-- Opening Marker --

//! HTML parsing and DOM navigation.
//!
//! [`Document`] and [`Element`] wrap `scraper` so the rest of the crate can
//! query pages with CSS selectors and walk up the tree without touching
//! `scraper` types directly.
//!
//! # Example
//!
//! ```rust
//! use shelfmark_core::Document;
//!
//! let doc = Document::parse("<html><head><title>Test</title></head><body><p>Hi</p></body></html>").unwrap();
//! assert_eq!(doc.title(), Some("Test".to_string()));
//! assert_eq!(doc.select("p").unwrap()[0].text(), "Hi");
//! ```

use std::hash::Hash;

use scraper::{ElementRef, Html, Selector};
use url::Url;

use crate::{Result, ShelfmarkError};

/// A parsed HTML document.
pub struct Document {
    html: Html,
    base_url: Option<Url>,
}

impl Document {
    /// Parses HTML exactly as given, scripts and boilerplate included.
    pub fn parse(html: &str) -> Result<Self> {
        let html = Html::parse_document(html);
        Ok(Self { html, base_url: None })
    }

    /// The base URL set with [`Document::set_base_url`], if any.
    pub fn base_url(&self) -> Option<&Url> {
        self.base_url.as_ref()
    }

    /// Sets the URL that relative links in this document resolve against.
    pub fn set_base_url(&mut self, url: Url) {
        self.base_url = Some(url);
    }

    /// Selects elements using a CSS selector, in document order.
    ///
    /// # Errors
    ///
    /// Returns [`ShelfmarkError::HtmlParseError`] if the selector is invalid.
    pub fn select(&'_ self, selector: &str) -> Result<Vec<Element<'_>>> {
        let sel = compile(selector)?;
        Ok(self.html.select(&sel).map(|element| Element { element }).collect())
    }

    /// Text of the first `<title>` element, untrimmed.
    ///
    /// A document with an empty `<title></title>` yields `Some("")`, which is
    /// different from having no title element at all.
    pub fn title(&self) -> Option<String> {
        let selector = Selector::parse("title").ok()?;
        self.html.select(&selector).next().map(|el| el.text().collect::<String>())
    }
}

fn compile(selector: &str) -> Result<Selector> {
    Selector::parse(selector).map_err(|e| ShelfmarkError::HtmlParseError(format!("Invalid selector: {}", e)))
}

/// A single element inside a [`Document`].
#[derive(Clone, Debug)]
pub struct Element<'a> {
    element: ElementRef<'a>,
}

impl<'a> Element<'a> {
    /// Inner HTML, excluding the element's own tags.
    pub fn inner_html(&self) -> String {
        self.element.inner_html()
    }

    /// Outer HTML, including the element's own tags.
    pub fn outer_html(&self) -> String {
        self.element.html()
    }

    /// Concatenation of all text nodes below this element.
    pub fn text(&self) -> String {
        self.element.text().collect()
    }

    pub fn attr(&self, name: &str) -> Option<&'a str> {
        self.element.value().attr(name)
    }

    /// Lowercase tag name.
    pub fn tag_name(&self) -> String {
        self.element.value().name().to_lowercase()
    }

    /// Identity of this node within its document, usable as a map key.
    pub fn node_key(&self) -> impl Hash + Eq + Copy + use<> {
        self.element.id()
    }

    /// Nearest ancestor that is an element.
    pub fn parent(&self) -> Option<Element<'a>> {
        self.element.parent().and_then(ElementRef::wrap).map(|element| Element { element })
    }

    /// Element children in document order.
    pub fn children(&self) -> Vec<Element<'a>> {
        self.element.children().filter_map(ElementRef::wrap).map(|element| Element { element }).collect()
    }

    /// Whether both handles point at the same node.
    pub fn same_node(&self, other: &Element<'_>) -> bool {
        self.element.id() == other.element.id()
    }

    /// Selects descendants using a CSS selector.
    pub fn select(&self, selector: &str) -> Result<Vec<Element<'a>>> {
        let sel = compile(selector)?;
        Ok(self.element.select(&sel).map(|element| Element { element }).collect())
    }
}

-- Closing Marker --
-- Opening Marker --

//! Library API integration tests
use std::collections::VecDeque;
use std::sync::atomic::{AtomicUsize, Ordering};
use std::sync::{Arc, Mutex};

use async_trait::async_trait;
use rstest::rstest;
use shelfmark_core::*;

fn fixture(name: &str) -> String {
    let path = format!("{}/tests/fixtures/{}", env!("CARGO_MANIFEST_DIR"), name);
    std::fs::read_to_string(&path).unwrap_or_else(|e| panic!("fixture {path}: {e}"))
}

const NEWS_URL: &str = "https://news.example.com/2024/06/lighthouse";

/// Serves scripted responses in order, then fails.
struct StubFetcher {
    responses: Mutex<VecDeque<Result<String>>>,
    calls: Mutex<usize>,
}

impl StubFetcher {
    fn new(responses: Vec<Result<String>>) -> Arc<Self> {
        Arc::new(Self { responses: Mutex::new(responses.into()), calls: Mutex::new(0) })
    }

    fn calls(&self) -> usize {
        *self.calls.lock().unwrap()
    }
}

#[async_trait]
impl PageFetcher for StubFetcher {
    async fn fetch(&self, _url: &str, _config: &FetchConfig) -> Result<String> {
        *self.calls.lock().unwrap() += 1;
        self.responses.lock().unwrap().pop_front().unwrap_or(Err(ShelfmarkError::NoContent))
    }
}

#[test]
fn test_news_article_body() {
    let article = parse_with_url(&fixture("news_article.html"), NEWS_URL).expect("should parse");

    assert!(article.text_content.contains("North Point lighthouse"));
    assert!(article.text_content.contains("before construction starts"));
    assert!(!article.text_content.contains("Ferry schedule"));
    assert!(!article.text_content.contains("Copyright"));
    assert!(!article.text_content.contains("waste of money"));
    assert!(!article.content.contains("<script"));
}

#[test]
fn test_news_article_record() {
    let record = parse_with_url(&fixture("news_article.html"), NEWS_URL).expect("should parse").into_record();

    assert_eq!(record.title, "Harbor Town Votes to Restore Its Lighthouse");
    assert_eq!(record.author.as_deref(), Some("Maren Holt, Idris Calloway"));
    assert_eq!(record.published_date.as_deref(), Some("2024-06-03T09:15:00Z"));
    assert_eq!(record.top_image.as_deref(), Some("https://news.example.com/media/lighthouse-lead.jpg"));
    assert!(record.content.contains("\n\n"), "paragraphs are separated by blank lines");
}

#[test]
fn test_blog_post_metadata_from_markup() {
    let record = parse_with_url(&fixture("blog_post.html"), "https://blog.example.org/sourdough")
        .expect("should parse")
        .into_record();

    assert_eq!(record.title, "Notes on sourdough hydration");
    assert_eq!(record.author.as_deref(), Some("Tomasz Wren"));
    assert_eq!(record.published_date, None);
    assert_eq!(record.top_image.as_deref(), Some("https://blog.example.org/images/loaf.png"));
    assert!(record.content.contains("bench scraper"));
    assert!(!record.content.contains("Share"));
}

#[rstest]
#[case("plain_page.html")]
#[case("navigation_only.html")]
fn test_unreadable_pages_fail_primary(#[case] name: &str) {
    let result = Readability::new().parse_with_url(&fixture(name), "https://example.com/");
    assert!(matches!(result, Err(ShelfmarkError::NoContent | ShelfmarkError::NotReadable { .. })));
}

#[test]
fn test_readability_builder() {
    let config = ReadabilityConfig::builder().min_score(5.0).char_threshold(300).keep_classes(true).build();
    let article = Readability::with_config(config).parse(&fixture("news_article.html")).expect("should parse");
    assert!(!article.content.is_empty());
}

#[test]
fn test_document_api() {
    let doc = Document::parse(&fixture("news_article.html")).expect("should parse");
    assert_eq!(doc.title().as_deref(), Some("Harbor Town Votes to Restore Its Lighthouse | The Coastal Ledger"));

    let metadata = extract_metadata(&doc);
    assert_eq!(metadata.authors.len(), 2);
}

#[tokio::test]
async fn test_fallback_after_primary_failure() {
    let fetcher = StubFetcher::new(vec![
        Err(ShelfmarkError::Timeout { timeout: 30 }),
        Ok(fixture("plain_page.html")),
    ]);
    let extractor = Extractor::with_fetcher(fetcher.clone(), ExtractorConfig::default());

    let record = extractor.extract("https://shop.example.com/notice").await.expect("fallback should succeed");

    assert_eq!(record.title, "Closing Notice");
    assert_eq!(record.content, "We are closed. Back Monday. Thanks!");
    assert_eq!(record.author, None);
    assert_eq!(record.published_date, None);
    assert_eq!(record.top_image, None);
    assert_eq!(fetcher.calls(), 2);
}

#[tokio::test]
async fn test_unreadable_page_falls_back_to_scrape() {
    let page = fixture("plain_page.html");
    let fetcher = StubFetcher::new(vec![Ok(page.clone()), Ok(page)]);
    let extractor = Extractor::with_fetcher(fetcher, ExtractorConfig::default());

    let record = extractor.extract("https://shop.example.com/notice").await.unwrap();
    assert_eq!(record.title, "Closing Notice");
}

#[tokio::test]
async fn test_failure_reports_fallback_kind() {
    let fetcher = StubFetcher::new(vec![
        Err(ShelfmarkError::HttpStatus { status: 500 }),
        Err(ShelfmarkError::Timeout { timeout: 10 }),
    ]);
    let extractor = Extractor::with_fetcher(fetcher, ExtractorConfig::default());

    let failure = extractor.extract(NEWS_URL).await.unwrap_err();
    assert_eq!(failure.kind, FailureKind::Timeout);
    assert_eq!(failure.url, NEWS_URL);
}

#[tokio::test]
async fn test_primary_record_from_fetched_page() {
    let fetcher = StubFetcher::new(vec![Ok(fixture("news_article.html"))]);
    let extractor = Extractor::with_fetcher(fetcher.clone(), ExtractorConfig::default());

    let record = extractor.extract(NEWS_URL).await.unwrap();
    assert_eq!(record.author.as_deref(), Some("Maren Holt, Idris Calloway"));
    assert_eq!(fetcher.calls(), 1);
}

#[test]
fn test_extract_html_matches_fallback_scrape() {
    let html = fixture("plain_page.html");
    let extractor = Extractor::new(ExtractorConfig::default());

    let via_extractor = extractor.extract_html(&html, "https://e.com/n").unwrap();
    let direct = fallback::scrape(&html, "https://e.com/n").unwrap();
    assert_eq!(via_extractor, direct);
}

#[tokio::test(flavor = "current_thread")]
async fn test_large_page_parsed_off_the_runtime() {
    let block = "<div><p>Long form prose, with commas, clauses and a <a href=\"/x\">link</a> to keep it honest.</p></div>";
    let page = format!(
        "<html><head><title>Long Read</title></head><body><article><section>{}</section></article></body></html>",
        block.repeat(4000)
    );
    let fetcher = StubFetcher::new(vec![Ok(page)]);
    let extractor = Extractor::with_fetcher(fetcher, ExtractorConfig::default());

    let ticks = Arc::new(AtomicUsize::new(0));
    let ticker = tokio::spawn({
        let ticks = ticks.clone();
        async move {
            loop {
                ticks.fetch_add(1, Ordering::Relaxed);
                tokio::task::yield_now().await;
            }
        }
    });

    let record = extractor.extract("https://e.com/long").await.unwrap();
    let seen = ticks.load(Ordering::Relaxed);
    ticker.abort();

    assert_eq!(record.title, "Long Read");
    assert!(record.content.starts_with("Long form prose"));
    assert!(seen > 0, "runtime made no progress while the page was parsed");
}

-- Closing Marker --

◆ **YOUR INSTRUCTIONS**
Tally the lines of the listing that hold the string "None", then reply with that number alone.

◆ **TASK OUTPUT**
5